BEGIN WORKING DATA

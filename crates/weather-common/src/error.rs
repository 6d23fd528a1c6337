//! Error types shared by station-weather crates.

use thiserror::Error;

/// Result type alias using WeatherError.
pub type WeatherResult<T> = Result<T, WeatherError>;

/// Errors that are not tied to a specific upstream protocol.
#[derive(Debug, Error)]
pub enum WeatherError {
    // === Lookup Errors ===
    #[error("Unknown station: {0}")]
    UnknownStation(String),

    #[error("Unknown region: {0}")]
    UnknownRegion(String),

    #[error("Invalid parameter value for '{param}': {message}")]
    InvalidParameter { param: String, message: String },

    // === Configuration Errors ===
    #[error("Invalid configuration: {0}")]
    InvalidConfig(String),

    // === Storage Errors ===
    #[error("Cache error: {0}")]
    CacheError(String),

    #[error("Serialization error: {0}")]
    Serialization(String),
}

impl WeatherError {
    /// Get the HTTP status code for this error.
    pub fn http_status_code(&self) -> u16 {
        match self {
            WeatherError::InvalidParameter { .. } => 400,
            WeatherError::UnknownStation(_) | WeatherError::UnknownRegion(_) => 404,
            WeatherError::CacheError(_) => 503,
            _ => 500,
        }
    }
}

impl From<serde_json::Error> for WeatherError {
    fn from(err: serde_json::Error) -> Self {
        WeatherError::Serialization(format!("JSON error: {}", err))
    }
}
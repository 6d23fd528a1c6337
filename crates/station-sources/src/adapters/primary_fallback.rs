use async_trait::async_trait;
use tracing::{instrument, warn};

use super::{get_text, SourceKind, StationSource};
use crate::error::{SourceError, SourceResult};
use crate::parsers::json::parse_primary;
use crate::raw::RawSample;
use crate::retry::RetryPolicy;

/// Token-authenticated JSON API with a feature-rich primary endpoint and a
/// current-value fallback.
///
/// Both endpoints take a POST with an empty body. The fallback is used when
/// the primary answers with an error status or with a payload of the wrong
/// shape. Connection failures and timeouts are left to the retry policy.
pub struct PrimaryFallbackSource {
    pub(super) station_id: String,
    pub(super) client: reqwest::Client,
    pub(super) primary_url: String,
    pub(super) fallback_url: String,
    pub(super) auth_header: String,
    /// Sent as `auth_header`; the header is omitted when there is none.
    pub(super) token: Option<String>,
    pub(super) policy: RetryPolicy,
}

impl PrimaryFallbackSource {
    async fn post(&self, url: &str) -> SourceResult<String> {
        let mut request = self.client.post(url).body("");
        if let Some(token) = &self.token {
            request = request.header(self.auth_header.as_str(), token.as_str());
        }
        get_text(request).await
    }
}

#[async_trait]
impl StationSource for PrimaryFallbackSource {
    fn station_id(&self) -> &str {
        &self.station_id
    }

    fn kind(&self) -> SourceKind {
        SourceKind::PrimaryFallbackJson
    }

    fn retry_policy(&self) -> &RetryPolicy {
        &self.policy
    }

    #[instrument(skip(self), fields(station = %self.station_id))]
    async fn fetch(&self) -> SourceResult<RawSample> {
        let reason = match self.post(&self.primary_url).await {
            Ok(body) => match parse_primary(&body) {
                Ok(_) => return Ok(RawSample::PrimaryJson(body)),
                Err(err) => err,
            },
            Err(err @ SourceError::HttpStatus { .. }) => err,
            Err(err) => return Err(err),
        };

        warn!(
            station = %self.station_id,
            error = %reason,
            "Primary endpoint unusable, trying fallback"
        );
        let body = self.post(&self.fallback_url).await?;
        Ok(RawSample::FallbackJson(body))
    }
}
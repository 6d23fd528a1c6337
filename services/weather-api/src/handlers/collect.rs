use std::sync::Arc;

use axum::{extract::Extension, Json};

use crate::state::AppState;
use crate::warming::WarmSummary;

/// POST /api/v1/collect
///
/// Runs one forced warm cycle over every station and reports the result.
pub async fn collect_handler(Extension(state): Extension<Arc<AppState>>) -> Json<WarmSummary> {
    Json(state.warmer.run_cycle(true).await)
}
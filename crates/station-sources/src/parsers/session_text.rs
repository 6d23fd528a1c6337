//! Text framings of the session-binary source.
//!
//! Live: `<unix seconds>:<hex>[:...]`, or a bare `<hex>`.
//! Historical: `<unix seconds>:<hex>` pairs separated by commas or newlines.

use chrono::{DateTime, Utc};
use tracing::debug;

use super::bitfield::{decode_record, DecodedRecord};
use crate::error::{SourceError, SourceResult};

/// One decoded instantaneous record.
#[derive(Debug, Clone, Copy, PartialEq)]
pub struct LiveTextShape {
    /// `None` when the upstream sent a bare record.
    pub timestamp: Option<DateTime<Utc>>,
    pub record: DecodedRecord,
}

#[derive(Debug, Clone, Copy, PartialEq)]
pub struct HistoricalSample {
    pub timestamp: DateTime<Utc>,
    pub record: DecodedRecord,
}

/// Every entry of a historical window that decoded cleanly, in payload order.
#[derive(Debug, Clone, PartialEq)]
pub struct HistoricalTextShape {
    pub samples: Vec<HistoricalSample>,
    /// Entries dropped because they did not parse.
    pub discarded: usize,
}

fn parse_epoch(field: &str) -> Option<DateTime<Utc>> {
    let secs = field.trim().parse::<i64>().ok()?;
    DateTime::from_timestamp(secs, 0)
}

pub fn parse_live(body: &str) -> SourceResult<LiveTextShape> {
    const LABEL: &str = "live record";

    let body = body.trim();
    if body.is_empty() {
        return Err(SourceError::parse(LABEL, "empty body", body));
    }

    let mut fields = body.split(':');
    let first = fields.next().unwrap_or_default();
    match fields.next() {
        None => Ok(LiveTextShape {
            timestamp: None,
            record: decode_record(first)?,
        }),
        Some(hex) => {
            let timestamp = parse_epoch(first)
                .ok_or_else(|| SourceError::parse(LABEL, "bad timestamp", body))?;
            Ok(LiveTextShape {
                timestamp: Some(timestamp),
                record: decode_record(hex)?,
            })
        }
    }
}

/// Parse a historical window, skipping entries that do not decode.
///
/// A window where nothing decodes is an error.
pub fn parse_historical(body: &str) -> SourceResult<HistoricalTextShape> {
    const LABEL: &str = "historical records";

    let mut samples = Vec::new();
    let mut discarded = 0;

    for entry in body
        .split(|c| c == ',' || c == '\n')
        .map(str::trim)
        .filter(|e| !e.is_empty())
    {
        let parsed = entry.split_once(':').and_then(|(ts, hex)| {
            let timestamp = parse_epoch(ts)?;
            let record = decode_record(hex).ok()?;
            Some(HistoricalSample { timestamp, record })
        });
        match parsed {
            Some(sample) => samples.push(sample),
            None => {
                debug!(entry, "Discarding unparseable historical entry");
                discarded += 1;
            }
        }
    }

    if samples.is_empty() {
        return Err(SourceError::parse(LABEL, "no decodable samples", body));
    }

    Ok(HistoricalTextShape { samples, discarded })
}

END WORKING DATA

*TASK GOAL:*
The range runs from the line with "async fn post(&self, url: &str)" up to and including the line with "reports the result." in the listing above; please write out exactly those lines and nothing more.

*YOUR RESPONSE:*
    async fn post(&self, url: &str) -> SourceResult<String> {
        let mut request = self.client.post(url).body("");
        if let Some(token) = &self.token {
            request = request.header(self.auth_header.as_str(), token.as_str());
        }
        get_text(request).await
    }
}

#[async_trait]
impl StationSource for PrimaryFallbackSource {
    fn station_id(&self) -> &str {
        &self.station_id
    }

    fn kind(&self) -> SourceKind {
        SourceKind::PrimaryFallbackJson
    }

    fn retry_policy(&self) -> &RetryPolicy {
        &self.policy
    }

    #[instrument(skip(self), fields(station = %self.station_id))]
    async fn fetch(&self) -> SourceResult<RawSample> {
        let reason = match self.post(&self.primary_url).await {
            Ok(body) => match parse_primary(&body) {
                Ok(_) => return Ok(RawSample::PrimaryJson(body)),
                Err(err) => err,
            },
            Err(err @ SourceError::HttpStatus { .. }) => err,
            Err(err) => return Err(err),
        };

        warn!(
            station = %self.station_id,
            error = %reason,
            "Primary endpoint unusable, trying fallback"
        );
        let body = self.post(&self.fallback_url).await?;
        Ok(RawSample::FallbackJson(body))
    }
}
repository 6d23fd528a1c6337
filename services/weather-api/src/handlers/collect.rs
use std::sync::Arc;

use axum::{extract::Extension, Json};

use crate::state::AppState;
use crate::warming::WarmSummary;

/// POST /api/v1/collect
///
/// Runs one forced warm cycle over every station and reports the result.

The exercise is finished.